◆ Exercise aim
Copy out each line of the material in which the word "DatabaseConfig" appears.

◆ Provided entries
◆ ◆ ◆

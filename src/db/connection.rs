//! Per-invocation database connections.
//!
//! Every database tool call opens exactly one connection, runs its statements on
//! it and closes it again, on success and on failure alike. Nothing is pooled or
//! shared between invocations, so concurrent tool calls never see each other's
//! session state.
//!
//! The [`Connector`] / [`Session`] pair is the seam between the tool handlers and
//! the driver. [`MySqlConnector`] is the production implementation; tests plug in
//! their own.

use crate::config::DatabaseConfig;
use crate::db::types::RowToJson;
use crate::error::{DbError, DbResult};
use crate::models::Row;
use futures_util::future::BoxFuture;
use sqlx::mysql::{MySqlConnectOptions, MySqlConnection};
use sqlx::{Connection, Executor};
use std::future::Future;
use std::sync::Arc;
use tracing::{debug, warn};

/// An open database session.
pub trait Session: Send {
    /// Run one raw SQL statement and return its rows as ordered JSON maps.
    fn fetch_rows(&mut self, sql: &str) -> impl Future<Output = DbResult<Vec<Row>>> + Send;

    /// Close the session, consuming it.
    fn close(self) -> impl Future<Output = DbResult<()>> + Send;
}

/// Opens new sessions from the frozen database configuration.
pub trait Connector: Send + Sync + 'static {
    type Session: Session;

    fn open(
        &self,
        config: &DatabaseConfig,
    ) -> impl Future<Output = DbResult<Self::Session>> + Send;
}

// =============================================================================
// MySQL
// =============================================================================

/// Connects to MySQL over TCP with the configured credentials and charset.
#[derive(Debug, Clone, Copy, Default)]
pub struct MySqlConnector;

impl MySqlConnector {
    fn connect_options(config: &DatabaseConfig) -> MySqlConnectOptions {
        MySqlConnectOptions::new()
            .host(&config.host)
            .port(config.port)
            .username(&config.user)
            .password(&config.password)
            .database(&config.database)
            .charset(&config.charset)
    }
}

impl Connector for MySqlConnector {
    type Session = MySqlConnection;

    async fn open(&self, config: &DatabaseConfig) -> DbResult<MySqlConnection> {
        debug!(target_db = %config.target(), "Opening database connection");

        MySqlConnection::connect_with(&Self::connect_options(config))
            .await
            .map_err(|e| match DbError::from(e) {
                // Server-side rejections during the handshake (bad credentials,
                // unknown database) are connection failures from the caller's view.
                DbError::Database { message, .. } => DbError::connection(
                    message,
                    "Check DB_USER, DB_PASSWORD and DB_NAME",
                ),
                other => other,
            })
    }
}

impl Session for MySqlConnection {
    async fn fetch_rows(&mut self, sql: &str) -> DbResult<Vec<Row>> {
        // A bare &str goes over the text protocol, so no prepared statement is created
        let rows = self.fetch_all(sql).await?;
        Ok(rows.iter().map(RowToJson::to_json_map).collect())
    }

    async fn close(self) -> DbResult<()> {
        Connection::close(self).await.map_err(DbError::from)
    }
}

// =============================================================================
// Connection Manager
// =============================================================================

/// Hands out one fresh session per tool invocation.
#[derive(Debug)]
pub struct ConnectionManager<C: Connector> {
    config: Arc<DatabaseConfig>,
    connector: C,
}

impl ConnectionManager<MySqlConnector> {
    /// Manager for the production MySQL driver.
    pub fn mysql(config: Arc<DatabaseConfig>) -> Self {
        Self::new(config, MySqlConnector)
    }
}

impl<C: Connector> ConnectionManager<C> {
    pub fn new(config: Arc<DatabaseConfig>, connector: C) -> Self {
        Self { config, connector }
    }

    pub fn config(&self) -> &DatabaseConfig {
        &self.config
    }

    /// Name of the configured default database.
    pub fn database(&self) -> &str {
        &self.config.database
    }

    pub fn connector(&self) -> &C {
        &self.connector
    }

    /// Open a session, run `f` on it, then close it.
    ///
    /// The session is closed exactly once whether `f` succeeds or fails. A failed
    /// close is logged and does not replace the result of `f`. If opening fails,
    /// `f` never runs.
    ///
    /// # Examples
    ///
    /// ```ignore
    /// let result = manager
    ///     .with_connection(move |conn| {
    ///         Box::pin(async move { QueryExecutor.execute(conn, &sql).await })
    ///     })
    ///     .await?;
    /// ```
    pub async fn with_connection<T, F>(&self, f: F) -> DbResult<T>
    where
        T: Send,
        F: for<'c> FnOnce(&'c mut C::Session) -> BoxFuture<'c, DbResult<T>> + Send,
    {
        let mut session = self.connector.open(&self.config).await?;

        let result = f(&mut session).await;

        if let Err(e) = session.close().await {
            warn!(error = %e, "Failed to close database connection");
        }

        result
    }
}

◆ ◆ ◆

◆ Response for this exercise
use crate::config::DatabaseConfig;
        config: &DatabaseConfig,
    fn connect_options(config: &DatabaseConfig) -> MySqlConnectOptions {
    async fn open(&self, config: &DatabaseConfig) -> DbResult<MySqlConnection> {
    config: Arc<DatabaseConfig>,
    pub fn mysql(config: Arc<DatabaseConfig>) -> Self {
    pub fn new(config: Arc<DatabaseConfig>, connector: C) -> Self {
    pub fn config(&self) -> &DatabaseConfig {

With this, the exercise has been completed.